The courts have come up with a few grounds or basis in deciding so. Firstly, the court differ the position of expert witnesses and lay witnesses. An expert witness would have chosen to provide his services and would have voluntarily undertaken duties to his client for reward under contract whereas a lay witness did not have such motive for giving evidence. Hence having voluntarily undertaken his duties to his client, the client will be expecting the duties to be performed with a certain standard. The client in this situation would have entrusted the expert to have done a good job on part of the client and there exist a greater reliance since the client had no expertise in such field.

Secondly, the court was of the view that a wrong should have a remedy based on a general rule of law. Meaning to say that the plaintiff who had committed negligence and causes detriment to his client shall be responsible for the detriment cause to his client for his negligence and bears the liability. In order to maintain immunity, the courts must be satisfied that there are compelling reasons in allowing so.  However, in the present case, the court could find no convincing reasons to bestowed upon the defendant immunity from being sued from breach of duty as it is a clear cut situation that the defendant is negligent in performing her duty to the plaintiff. and there would need to be compelling reasons to maintain any immunity. Hence the immunity should be removed so that the wronged client would enjoy, rather than be denied by rule of law, his proper remedy.

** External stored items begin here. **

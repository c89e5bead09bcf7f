//! Line breaking and multi-line packing.
//!
//! The container entry point: breaks items into lines (or keeps one line for
//! `nowrap`), runs the single-line main algorithm per line, sizes each line
//! on the cross axis, and packs lines per `align-content`.

use crate::cross_axis::align_item_cross;
use crate::main_axis::layout_line;
use crate::quantize::quantize_layout;
use crate::{FlexContainer, FlexItem, FlexLayout, FlexPlacement, clamp, resolve_axes};
use log::debug;
use trellis_style::{AlignContent, FlexWrap};

/// Item index ranges per line: `[start, end)`.
type LineRange = (usize, usize);

/// Break items into lines by accumulating outer hypothetical sizes until the
/// container's main extent is exceeded. Every line holds at least one item.
fn break_into_lines(container_main: f32, items: &[FlexItem]) -> Vec<LineRange> {
    let mut ranges: Vec<LineRange> = Vec::new();
    let mut start = 0usize;
    let mut cursor = 0.0f32;
    for (idx, item) in items.iter().enumerate() {
        let outer = item.outer_basis();
        let is_first_in_line = idx == start;
        let next = cursor + outer;
        if next <= container_main || is_first_in_line {
            cursor = next;
        } else {
            ranges.push((start, idx));
            start = idx;
            cursor = outer;
        }
    }
    if start < items.len() {
        ranges.push((start, items.len()));
    }
    ranges
}

/// The cross extent a line needs: the largest clamped outer cross size among
/// its items (auto-sized items contribute only their margins).
fn line_cross_extent(items: &[FlexItem]) -> f32 {
    let mut extent = 0.0f32;
    for item in items {
        let own = if item.cross_auto {
            0.0
        } else {
            clamp(item.cross_size, item.min_cross, item.max_cross)
        };
        let outer = own + item.margin_cross_start + item.margin_cross_end;
        if outer > extent {
            extent = outer;
        }
    }
    extent
}

/// Compute align-content start offset and between-line spacing for packing
/// lines into the container's cross extent.
fn align_content_params(
    align: AlignContent,
    container_cross: f32,
    content_total: f32,
    line_count: usize,
) -> (f32, f32) {
    let remaining = (container_cross - content_total).max(0.0);
    let (start, between) = match (align, line_count) {
        (AlignContent::FlexEnd, _) => (remaining, 0.0),
        (AlignContent::Center, _) => (remaining * 0.5, 0.0),
        (AlignContent::SpaceBetween, count) if count > 1 => (0.0, remaining / (count as f32 - 1.0)),
        (AlignContent::SpaceAround, count) if count > 0 => {
            (remaining / (count as f32 * 2.0), remaining / (count as f32))
        }
        (AlignContent::SpaceEvenly, count) if count > 0 => {
            let slots = count as f32 + 1.0;
            (remaining / slots, remaining / slots)
        }
        // FlexStart; Stretch is handled by line expansion before packing.
        _ => (0.0, 0.0),
    };
    (quantize_layout(start), quantize_layout(between))
}

/// Expand line cross extents for `align-content: stretch`: remaining space
/// is shared equally among lines.
fn stretch_line_crosses(container: &FlexContainer, line_crosses: &mut [f32]) {
    if container.align_content != AlignContent::Stretch || line_crosses.is_empty() {
        return;
    }
    let total: f32 = line_crosses.iter().copied().sum();
    let remaining = (container.cross_size - total).max(0.0);
    let add_each = remaining / line_crosses.len() as f32;
    for line_cross in line_crosses.iter_mut() {
        *line_cross += add_each;
    }
}

/// Lay out a container's children across one or more flex lines.
///
/// Placements come back in input item order. Overflow on either axis is
/// measured and reported in the result; nothing is clipped here.
pub fn layout_lines(container: &FlexContainer, items: &[FlexItem]) -> FlexLayout {
    if items.is_empty() {
        return FlexLayout::default();
    }
    let axes = resolve_axes(container.direction);
    let wrapping = container.wrap != FlexWrap::NoWrap;

    let line_ranges = if wrapping {
        break_into_lines(container.main_size, items)
    } else {
        vec![(0, items.len())]
    };
    debug!(
        target: "trellis::flexbox::wrap",
        "container main={:.3} cross={:.3} items={} lines={}",
        container.main_size,
        container.cross_size,
        items.len(),
        line_ranges.len()
    );

    // Cross extent per line: the container's full cross for a single
    // non-wrapping line, content-driven otherwise.
    let mut line_crosses: Vec<f32> = if wrapping {
        line_ranges
            .iter()
            .filter_map(|&(start, end)| items.get(start..end).map(line_cross_extent))
            .collect()
    } else {
        vec![container.cross_size]
    };
    stretch_line_crosses(container, &mut line_crosses);

    let lines_total: f32 = line_crosses.iter().copied().sum();
    let (line_start, line_between) = if wrapping {
        align_content_params(
            container.align_content,
            container.cross_size,
            lines_total,
            line_crosses.len(),
        )
    } else {
        (0.0, 0.0)
    };

    let mut placements: Vec<FlexPlacement> = Vec::with_capacity(items.len());
    let mut main_overflow = 0.0f32;
    let mut line_offset = line_start;
    for (&(start, end), &line_cross) in line_ranges.iter().zip(line_crosses.iter()) {
        let Some(line_items) = items.get(start..end) else {
            continue;
        };
        let (main_placements, line_main_overflow) = layout_line(
            container.main_size,
            axes.main_reverse,
            container.justify_content,
            line_items,
        );
        if line_main_overflow > main_overflow {
            main_overflow = line_main_overflow;
        }

        // Reversed wrap stacks lines from the cross-end.
        let packed_offset = if container.wrap == FlexWrap::WrapReverse {
            (container.cross_size - line_offset - line_cross).max(0.0)
        } else {
            line_offset
        };

        for (item, main_placement) in line_items.iter().zip(main_placements.iter()) {
            let cross_placement = align_item_cross(container.align_items, line_cross, item);
            placements.push(FlexPlacement {
                index: main_placement.index,
                main_offset: main_placement.main_offset,
                main_size: main_placement.main_size,
                cross_offset: quantize_layout(packed_offset + cross_placement.cross_offset),
                cross_size: cross_placement.cross_size,
            });
        }
        line_offset += line_cross + line_between;
    }

    let used_cross = line_offset - line_between;
    let cross_overflow = (used_cross - container.cross_size).max(0.0);
    FlexLayout {
        placements,
        main_overflow,
        cross_overflow,
        line_count: line_ranges.len(),
    }
}
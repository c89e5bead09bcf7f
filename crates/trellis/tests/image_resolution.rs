use trellis::{
    Fill, ImageDimensionSource, Node, NodeKind, StyleFragment, UnresolvedImages, Viewport, render,
};

/// A source that knows one decoded image.
struct OneDecodedImage;

impl ImageDimensionSource for OneDecodedImage {
    fn natural_size(&self, uri: &str) -> Option<(f32, f32)> {
        (uri == "defaultSource.jpg").then_some((120.0, 60.0))
    }
}

fn image_node() -> Node {
    Node::new(NodeKind::View)
        .fragment(StyleFragment::new().with("backgroundImage", "defaultSource.jpg"))
}

/// Before the image decodes, layout proceeds with declared sizes only — an
/// unsized image node resolves to zero and nothing blocks.
#[test]
fn unresolved_image_uses_declared_sizes_only() {
    let _ = env_logger::builder().is_test(true).try_init();

    let root = Node::new(NodeKind::View)
        .fragment(StyleFragment::new().with("width", 375).with("height", 667))
        .child(image_node());

    let tree = render(
        &root,
        Viewport {
            width: 375.0,
            height: 667.0,
        },
        &UnresolvedImages,
    );
    let image = tree.root.children.first().expect("image child");
    assert!((image.geometry.rect.height - 0.0).abs() < 0.001);
    let source = match &image.paint.fill {
        Fill::Image(source) => Some(source),
        _ => None,
    }
    .expect("image fill");
    assert_eq!(source.natural_size, None, "not decoded yet");
}

/// Re-rendering after the decode is the re-layout mechanism: natural
/// dimensions now size the unsized node and annotate the fill.
#[test]
fn rerender_after_decode_picks_up_natural_size() {
    let _ = env_logger::builder().is_test(true).try_init();

    let root = Node::new(NodeKind::View)
        .fragment(StyleFragment::new().with("width", 375).with("height", 667))
        .child(image_node());
    let viewport = Viewport {
        width: 375.0,
        height: 667.0,
    };

    let tree = render(&root, viewport, &OneDecodedImage);
    let image = tree.root.children.first().expect("image child");
    assert!((image.geometry.rect.width - 120.0).abs() < 0.001);
    assert!((image.geometry.rect.height - 60.0).abs() < 0.001);
    let source = match &image.paint.fill {
        Fill::Image(source) => Some(source),
        _ => None,
    }
    .expect("image fill");
    assert_eq!(source.natural_size, Some((120.0, 60.0)));
}

/// Declared dimensions always win over the natural size.
#[test]
fn declared_size_wins_over_natural_size() {
    let _ = env_logger::builder().is_test(true).try_init();

    let root = Node::new(NodeKind::View)
        .fragment(StyleFragment::new().with("width", 375).with("height", 667))
        .child(
            image_node().fragment(StyleFragment::new().with("width", 160).with("height", 80)),
        );

    let tree = render(
        &root,
        Viewport {
            width: 375.0,
            height: 667.0,
        },
        &OneDecodedImage,
    );
    let image = tree.root.children.first().expect("image child");
    assert!((image.geometry.rect.width - 160.0).abs() < 0.001);
    assert!((image.geometry.rect.height - 80.0).abs() < 0.001);
}
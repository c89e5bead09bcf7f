//! The input tree the external tree-construction layer builds.

use trellis_accessibility::AccessibilityProps;
use trellis_box::Size;
use trellis_style::StyleFragment;

/// The primitive kinds the engine lays out.
///
/// Kind never changes the layout algorithm; it only informs the Renderer
/// (scroll containers consume overflow reports, text carries an externally
/// measured intrinsic size).
#[derive(Clone, Copy, Debug, Default, PartialEq, Eq)]
pub enum NodeKind {
    #[default]
    View,
    Text,
    ScrollView,
    Image,
}

/// One element of the input tree.
///
/// Owned exclusively by its parent; child order is significant and
/// preserved through every derived structure. Styles are an ordered list of
/// fragment slots — absent slots (`None`) contribute nothing, mirroring
/// conditional style entries in the tree layer.
#[derive(Clone, Debug, Default, PartialEq)]
pub struct Node {
    pub kind: NodeKind,
    pub fragments: Vec<Option<StyleFragment>>,
    pub accessibility: AccessibilityProps,
    /// Externally measured content size (text shaping lives outside this
    /// core); consulted only when the node declares no size of its own.
    pub intrinsic_size: Option<Size>,
    pub children: Vec<Node>,
}

impl Node {
    /// A new node of the given kind with no styles or children.
    #[inline]
    pub fn new(kind: NodeKind) -> Self {
        Self {
            kind,
            ..Self::default()
        }
    }

    /// Append a style fragment slot.
    #[must_use]
    pub fn fragment(mut self, fragment: StyleFragment) -> Self {
        self.fragments.push(Some(fragment));
        self
    }

    /// Append an absent fragment slot (a falsy entry in the tree layer).
    #[must_use]
    pub fn absent_fragment(mut self) -> Self {
        self.fragments.push(None);
        self
    }

    /// Set accessibility props.
    #[must_use]
    pub fn accessibility(mut self, props: AccessibilityProps) -> Self {
        self.accessibility = props;
        self
    }

    /// Set the externally measured intrinsic size.
    #[must_use]
    pub fn intrinsic(mut self, size: Size) -> Self {
        self.intrinsic_size = Some(size);
        self
    }

    /// Append a child; order of calls is child order.
    #[must_use]
    pub fn child(mut self, child: Self) -> Self {
        self.children.push(child);
        self
    }
}
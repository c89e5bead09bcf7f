//! Accessibility records for the trellis UI core.
//!
//! A pure projection from node props to the semantic record the external
//! Renderer emits into platform accessibility trees. Completely independent
//! of geometry and paint: nothing here reads or affects layout.

#![forbid(unsafe_code)]

use log::warn;
use serde::{Deserialize, Serialize};

/// Semantic role keywords the tree layer may pass.
#[derive(Clone, Copy, Debug, Default, PartialEq, Eq, Serialize, Deserialize)]
#[serde(rename_all = "lowercase")]
pub enum Role {
    #[default]
    None,
    Button,
    Link,
    Image,
    Text,
    Search,
    Header,
    Summary,
    Alert,
    Checkbox,
    Radio,
    ProgressBar,
    Slider,
    Switch,
}

impl Role {
    /// Parse a role keyword; unrecognized text maps to [`Role::None`] with a
    /// warning rather than failing the node.
    pub fn from_keyword(keyword: &str) -> Self {
        match keyword {
            "none" => Self::None,
            "button" => Self::Button,
            "link" => Self::Link,
            "image" => Self::Image,
            "text" => Self::Text,
            "search" => Self::Search,
            "header" => Self::Header,
            "summary" => Self::Summary,
            "alert" => Self::Alert,
            "checkbox" => Self::Checkbox,
            "radio" => Self::Radio,
            "progressbar" => Self::ProgressBar,
            "slider" => Self::Slider,
            "switch" => Self::Switch,
            other => {
                warn!(
                    target: "trellis::accessibility",
                    "unrecognized accessibility role {other:?}"
                );
                Self::None
            }
        }
    }
}

/// Named boolean states, all defaulting to false.
#[derive(Clone, Copy, Debug, Default, PartialEq, Eq, Serialize, Deserialize)]
#[serde(default)]
pub struct AccessibilityState {
    pub disabled: bool,
    pub selected: bool,
    pub checked: bool,
    pub expanded: bool,
    pub busy: bool,
}

/// A numeric value range with optional display text (sliders, progress).
#[derive(Clone, Debug, Default, PartialEq, Serialize, Deserialize)]
#[serde(default)]
pub struct AccessibilityValue {
    pub min: Option<f64>,
    pub max: Option<f64>,
    pub now: Option<f64>,
    pub text: Option<String>,
}

/// The props a node carries, exactly as the tree layer hands them over.
#[derive(Clone, Debug, Default, PartialEq, Deserialize)]
#[serde(default, rename_all = "camelCase")]
pub struct AccessibilityProps {
    /// Whether the node is an accessibility element at all.
    pub accessible: bool,
    pub accessibility_label: Option<String>,
    pub accessibility_role: Option<String>,
    pub accessibility_state: Option<AccessibilityState>,
    pub accessibility_value: Option<AccessibilityValue>,
}

/// The record the Renderer consumes.
#[derive(Clone, Debug, Default, PartialEq)]
pub struct AccessibilityRecord {
    /// Whether the Renderer should expose this node at all.
    pub accessible: bool,
    pub label: Option<String>,
    pub role: Role,
    pub state: AccessibilityState,
    pub value: AccessibilityValue,
}

/// Project node props into an accessibility record.
///
/// All fields optional; absent state collapses to all-false, absent value to
/// all-absent. Pure function, no interaction with layout or paint.
pub fn build(props: &AccessibilityProps) -> AccessibilityRecord {
    AccessibilityRecord {
        accessible: props.accessible,
        label: props.accessibility_label.clone(),
        role: props
            .accessibility_role
            .as_deref()
            .map_or(Role::None, Role::from_keyword),
        state: props.accessibility_state.unwrap_or_default(),
        value: props.accessibility_value.clone().unwrap_or_default(),
    }
}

The decision made in this case had caused great implications to the position of law in regards to immunity awarded to expert evidence. Bearing in mind that the decision made in this case does not affect the absolute privilege defence open to expert witnesses from defamation claims, nor does it undermine the long-established immunity of other witnesses in litigation. Although it was predicted that the decision made may result to lack of experts willing to testify in court in the future but I wish to set forth the positive outcome of the decision wisely made. Among the positive outcome to the public is when a client had been wronged by the opinions or testimonies made by experts instructed by them in courts, he will now have the right to seek appropriate legal redress against his expert witness. But the most significant outcome from this decision is to warn the experts to give a more transparent and truthful in giving their opinions or testimonies. This will also help in curbing situations where the experts instructed conspired with the opponents to give false evidence. Experts would be more concerned to ensure that accurate advice is given at all stages of proceedings. When this happen, justice will be considered to have been partly served to the party deserving it.


            Since, this is a 2011 case, by virtue of S. 3 and 5 of the Civil Law Act 1956, the decision made in this case is not binding in Malaysia. But considering it as a good persuasion, it would be better for the courts in Malaysia to consider the same and followed the principle introduced in Jones v. Kaney. As the world is evolving, the law in Malaysia shall be changed and considering that the 400 years old trite law in some circumstances could be a bad one, adjustment should be made.